- ASSIGNMENT
Go through the lines below and transcribe each one exactly.

(Saved entries)
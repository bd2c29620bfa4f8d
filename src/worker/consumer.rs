use std::any::Any;
use std::panic::AssertUnwindSafe;
use std::sync::Arc;
use std::time::Duration;

use futures::FutureExt;
use serde::Serialize;
use uuid::Uuid;

use crate::buffer::{ResultCollector, RunStats, WorkQueue};
use crate::config::{BufferConfig, FailurePolicy};
use crate::worker::processor::Processor;

/// Callback run by each worker as it exits, with its summary and the
/// results collected by the whole run so far.
///
/// The collector is locked while the hook runs: the hook must not call back
/// into the buffer, and other workers of the run stall on their next
/// `extend` until it returns. Keep it short.
pub type ConsumerHook<R> = Arc<dyn Fn(&WorkerSummary, &[R]) + Send + Sync>;

/// Why a worker stopped.
#[derive(Debug, Clone, PartialEq, Eq, Serialize)]
pub enum WorkerExit {
    /// The queue stayed empty for the idle timeout.
    Idle,
    /// The processor failed under [`FailurePolicy::Abort`].
    Aborted(String),
}

impl std::fmt::Display for WorkerExit {
    fn fmt(&self, f: &mut std::fmt::Formatter<'_>) -> std::fmt::Result {
        match self {
            WorkerExit::Idle => write!(f, "idle"),
            WorkerExit::Aborted(reason) => write!(f, "aborted: {}", reason),
        }
    }
}

#[derive(Debug, Clone, Serialize)]
pub struct WorkerSummary {
    pub worker_id: u64,
    pub processed: u64,
    pub failed: u64,
    pub exit: WorkerExit,
}

/// A single consumer of a [`WorkQueue`].
///
/// Each turn the worker takes a bite of up to `bite_size` items without
/// blocking. When nothing is queued it waits up to `idle_timeout` for one
/// more item and exits if none arrives.
pub struct Worker<T, P>
where
    T: Send + 'static,
    P: Processor<T>,
{
    id: u64,
    run_id: Uuid,
    queue: Arc<WorkQueue<T>>,
    collector: Arc<ResultCollector<P::Output>>,
    stats: Arc<RunStats>,
    processor: Arc<P>,
    bite_size: usize,
    idle_timeout: Duration,
    failure_policy: FailurePolicy,
    on_complete: Option<ConsumerHook<P::Output>>,
}

impl<T, P> Worker<T, P>
where
    T: Send + 'static,
    P: Processor<T>,
{
    #[allow(clippy::too_many_arguments)]
    pub fn new(
        id: u64,
        run_id: Uuid,
        queue: Arc<WorkQueue<T>>,
        collector: Arc<ResultCollector<P::Output>>,
        stats: Arc<RunStats>,
        processor: Arc<P>,
        config: &BufferConfig,
    ) -> Self {
        Self {
            id,
            run_id,
            queue,
            collector,
            stats,
            processor,
            bite_size: config.bite_size,
            idle_timeout: config.idle_timeout(),
            failure_policy: config.failure_policy,
            on_complete: None,
        }
    }

    pub fn with_completion_hook(mut self, hook: Option<ConsumerHook<P::Output>>) -> Self {
        self.on_complete = hook;
        self
    }

    pub fn id(&self) -> u64 {
        self.id
    }

    /// Consume until the queue goes idle or the processor aborts the worker.
    pub async fn run(self) -> WorkerSummary {
        tracing::debug!(run_id = %self.run_id, worker_id = self.id, "Worker started");

        let mut processed = 0u64;
        let mut failed = 0u64;

        let exit = loop {
            let mut bite = self.queue.pop_batch(self.bite_size);
            if bite.is_empty() {
                match self.queue.pop_wait(self.idle_timeout).await {
                    Some(item) => bite.push(item),
                    None => {
                        tracing::debug!(
                            run_id = %self.run_id,
                            worker_id = self.id,
                            "Queue timed out, assuming closed"
                        );
                        break WorkerExit::Idle;
                    }
                }
            }

            let mut outputs = Vec::with_capacity(bite.len());
            let mut abort_reason = None;
            let mut remaining = bite.into_iter();

            while let Some(item) = remaining.next() {
                let result = AssertUnwindSafe(self.processor.process(item, &self.stats))
                    .catch_unwind()
                    .await
                    .unwrap_or_else(|panic| {
                        Err(format!("processor panicked: {}", panic_message(panic)).into())
                    });
                match result {
                    Ok(output) => {
                        processed += 1;
                        self.stats.increment_processed();
                        outputs.extend(output);
                    }
                    Err(e) => {
                        failed += 1;
                        self.stats.increment_failed();
                        match self.failure_policy {
                            FailurePolicy::Isolate => {
                                tracing::warn!(
                                    run_id = %self.run_id,
                                    worker_id = self.id,
                                    error = %e,
                                    "Item processing failed, continuing"
                                );
                            }
                            FailurePolicy::Abort => {
                                tracing::error!(
                                    run_id = %self.run_id,
                                    worker_id = self.id,
                                    error = %e,
                                    "Item processing failed, stopping worker"
                                );
                                abort_reason = Some(e.to_string());
                                break;
                            }
                        }
                    }
                }
            }

            self.collector.extend(outputs);

            if let Some(reason) = abort_reason {
                // Unprocessed items of this bite go back for the next worker
                self.queue.requeue(remaining.collect());
                break WorkerExit::Aborted(reason);
            }

            tokio::task::yield_now().await;
        };

        let summary = WorkerSummary {
            worker_id: self.id,
            processed,
            failed,
            exit,
        };

        tracing::info!(
            run_id = %self.run_id,
            worker_id = self.id,
            processed,
            failed,
            exit = %summary.exit,
            "Worker finished"
        );

        if let Some(hook) = &self.on_complete {
            self.collector.with_results(|partial| hook(&summary, partial));
        }

        summary
    }
}

fn panic_message(panic: Box<dyn Any + Send>) -> String {
    if let Some(s) = panic.downcast_ref::<&str>() {
        (*s).to_string()
    } else if let Some(s) = panic.downcast_ref::<String>() {
        s.clone()
    } else {
        "unknown panic".to_string()
    }
}
//! Provider configuration.

use std::time::Duration;

use triage::ModelId;

/// Connection settings for an OpenAI-compatible completion provider.
///
/// The API key is read once at process start and never logged; the `Debug`
/// implementation redacts it.
#[derive(Clone)]
pub struct OpenAiConfig {
    pub api_key: String,
    /// Base URL up to and including the API version segment.
    pub base_url: String,
    pub model: ModelId,
    /// Per-request timeout. `None` waits for the provider indefinitely.
    pub timeout: Option<Duration>,
}

impl OpenAiConfig {
    pub const DEFAULT_BASE_URL: &'static str = "https://api.openai.com/v1";

    /// Creates a configuration for the public OpenAI API with the default model.
    pub fn new(api_key: impl Into<String>) -> Self {
        Self {
            api_key: api_key.into(),
            base_url: Self::DEFAULT_BASE_URL.to_string(),
            model: ModelId::default(),
            timeout: None,
        }
    }

    #[must_use]
    pub fn with_base_url(mut self, base_url: impl Into<String>) -> Self {
        self.base_url = base_url.into();
        self
    }

    #[must_use]
    pub fn with_model(mut self, model: ModelId) -> Self {
        self.model = model;
        self
    }

    #[must_use]
    pub fn with_timeout(mut self, timeout: Option<Duration>) -> Self {
        self.timeout = timeout;
        self
    }
}

impl std::fmt::Debug for OpenAiConfig {
    fn fmt(&self, f: &mut std::fmt::Formatter<'_>) -> std::fmt::Result {
        f.debug_struct("OpenAiConfig")
            .field("api_key", &"[REDACTED]")
            .field("base_url", &self.base_url)
            .field("model", &self.model)
            .field("timeout", &self.timeout)
            .finish()
    }
}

- RESPONSE
repository bd2c29620bfa4f8d
filename src/worker/consumer.rs
use std::any::Any;
use std::panic::AssertUnwindSafe;
use std::sync::Arc;
use std::time::Duration;

use futures::FutureExt;
use serde::Serialize;
use uuid::Uuid;

use crate::buffer::{ResultCollector, RunStats, WorkQueue};
use crate::config::{BufferConfig, FailurePolicy};
use crate::worker::processor::Processor;

/// Callback run by each worker as it exits, with its summary and the
/// results collected by the whole run so far.
///
/// The collector is locked while the hook runs: the hook must not call back
/// into the buffer, and other workers of the run stall on their next
/// `extend` until it returns. Keep it short.
pub type ConsumerHook<R> = Arc<dyn Fn(&WorkerSummary, &[R]) + Send + Sync>;

/// Why a worker stopped.
#[derive(Debug, Clone, PartialEq, Eq, Serialize)]
pub enum WorkerExit {
    /// The queue stayed empty for the idle timeout.
    Idle,
    /// The processor failed under [`FailurePolicy::Abort`].
    Aborted(String),
}

impl std::fmt::Display for WorkerExit {
    fn fmt(&self, f: &mut std::fmt::Formatter<'_>) -> std::fmt::Result {
        match self {
            WorkerExit::Idle => write!(f, "idle"),
            WorkerExit::Aborted(reason) => write!(f, "aborted: {}", reason),
        }
    }
}

#[derive(Debug, Clone, Serialize)]
pub struct WorkerSummary {
    pub worker_id: u64,
    pub processed: u64,
    pub failed: u64,
    pub exit: WorkerExit,
}

/// A single consumer of a [`WorkQueue`].
///
/// Each turn the worker takes a bite of up to `bite_size` items without
/// blocking. When nothing is queued it waits up to `idle_timeout` for one
/// more item and exits if none arrives.
pub struct Worker<T, P>
where
    T: Send + 'static,
    P: Processor<T>,
{
    id: u64,
    run_id: Uuid,
    queue: Arc<WorkQueue<T>>,
    collector: Arc<ResultCollector<P::Output>>,
    stats: Arc<RunStats>,
    processor: Arc<P>,
    bite_size: usize,
    idle_timeout: Duration,
    failure_policy: FailurePolicy,
    on_complete: Option<ConsumerHook<P::Output>>,
}

impl<T, P> Worker<T, P>
where
    T: Send + 'static,
    P: Processor<T>,
{
    #[allow(clippy::too_many_arguments)]
    pub fn new(
        id: u64,
        run_id: Uuid,
        queue: Arc<WorkQueue<T>>,
        collector: Arc<ResultCollector<P::Output>>,
        stats: Arc<RunStats>,
        processor: Arc<P>,
        config: &BufferConfig,
    ) -> Self {
        Self {
            id,
            run_id,
            queue,
            collector,
            stats,
            processor,
            bite_size: config.bite_size,
            idle_timeout: config.idle_timeout(),
            failure_policy: config.failure_policy,
            on_complete: None,
        }
    }

    pub fn with_completion_hook(mut self, hook: Option<ConsumerHook<P::Output>>) -> Self {
        self.on_complete = hook;
        self
    }

    pub fn id(&self) -> u64 {
        self.id
    }

    /// Consume until the queue goes idle or the processor aborts the worker.
    pub async fn run(self) -> WorkerSummary {
        tracing::debug!(run_id = %self.run_id, worker_id = self.id, "Worker started");

        let mut processed = 0u64;
        let mut failed = 0u64;

        let exit = loop {
            let mut bite = self.queue.pop_batch(self.bite_size);
            if bite.is_empty() {
                match self.queue.pop_wait(self.idle_timeout).await {
                    Some(item) => bite.push(item),
                    None => {
                        tracing::debug!(
                            run_id = %self.run_id,
                            worker_id = self.id,
                            "Queue timed out, assuming closed"
                        );
                        break WorkerExit::Idle;
                    }
                }
            }

            let mut outputs = Vec::with_capacity(bite.len());
            let mut abort_reason = None;
            let mut remaining = bite.into_iter();

            while let Some(item) = remaining.next() {
                let result = AssertUnwindSafe(self.processor.process(item, &self.stats))
                    .catch_unwind()
                    .await
                    .unwrap_or_else(|panic| {
                        Err(format!("processor panicked: {}", panic_message(panic)).into())
                    });
                match result {
                    Ok(output) => {
                        processed += 1;
                        self.stats.increment_processed();
                        outputs.extend(output);
                    }
                    Err(e) => {
                        failed += 1;
                        self.stats.increment_failed();
                        match self.failure_policy {
                            FailurePolicy::Isolate => {
                                tracing::warn!(
                                    run_id = %self.run_id,
                                    worker_id = self.id,
                                    error = %e,
                                    "Item processing failed, continuing"
                                );
                            }
                            FailurePolicy::Abort => {
                                tracing::error!(
                                    run_id = %self.run_id,
                                    worker_id = self.id,
                                    error = %e,
                                    "Item processing failed, stopping worker"
                                );
                                abort_reason = Some(e.to_string());
                                break;
                            }
                        }
                    }
                }
            }

            self.collector.extend(outputs);

            if let Some(reason) = abort_reason {
                // Unprocessed items of this bite go back for the next worker
                self.queue.requeue(remaining.collect());
                break WorkerExit::Aborted(reason);
            }

            tokio::task::yield_now().await;
        };

        let summary = WorkerSummary {
            worker_id: self.id,
            processed,
            failed,
            exit,
        };

        tracing::info!(
            run_id = %self.run_id,
            worker_id = self.id,
            processed,
            failed,
            exit = %summary.exit,
            "Worker finished"
        );

        if let Some(hook) = &self.on_complete {
            self.collector.with_results(|partial| hook(&summary, partial));
        }

        summary
    }
}

fn panic_message(panic: Box<dyn Any + Send>) -> String {
    if let Some(s) = panic.downcast_ref::<&str>() {
        (*s).to_string()
    } else if let Some(s) = panic.downcast_ref::<String>() {
        s.clone()
    } else {
        "unknown panic".to_string()
    }
}
//! Provider configuration.

use std::time::Duration;

use triage::ModelId;

/// Connection settings for an OpenAI-compatible completion provider.
///
/// The API key is read once at process start and never logged; the `Debug`
/// implementation redacts it.
#[derive(Clone)]
pub struct OpenAiConfig {
    pub api_key: String,
    /// Base URL up to and including the API version segment.
    pub base_url: String,
    pub model: ModelId,
    /// Per-request timeout. `None` waits for the provider indefinitely.
    pub timeout: Option<Duration>,
}

impl OpenAiConfig {
    pub const DEFAULT_BASE_URL: &'static str = "https://api.openai.com/v1";

    /// Creates a configuration for the public OpenAI API with the default model.
    pub fn new(api_key: impl Into<String>) -> Self {
        Self {
            api_key: api_key.into(),
            base_url: Self::DEFAULT_BASE_URL.to_string(),
            model: ModelId::default(),
            timeout: None,
        }
    }

    #[must_use]
    pub fn with_base_url(mut self, base_url: impl Into<String>) -> Self {
        self.base_url = base_url.into();
        self
    }

    #[must_use]
    pub fn with_model(mut self, model: ModelId) -> Self {
        self.model = model;
        self
    }

    #[must_use]
    pub fn with_timeout(mut self, timeout: Option<Duration>) -> Self {
        self.timeout = timeout;
        self
    }
}

impl std::fmt::Debug for OpenAiConfig {
    fn fmt(&self, f: &mut std::fmt::Formatter<'_>) -> std::fmt::Result {
        f.debug_struct("OpenAiConfig")
            .field("api_key", &"[REDACTED]")
            .field("base_url", &self.base_url)
            .field("model", &self.model)
            .field("timeout", &self.timeout)
            .finish()
    }
}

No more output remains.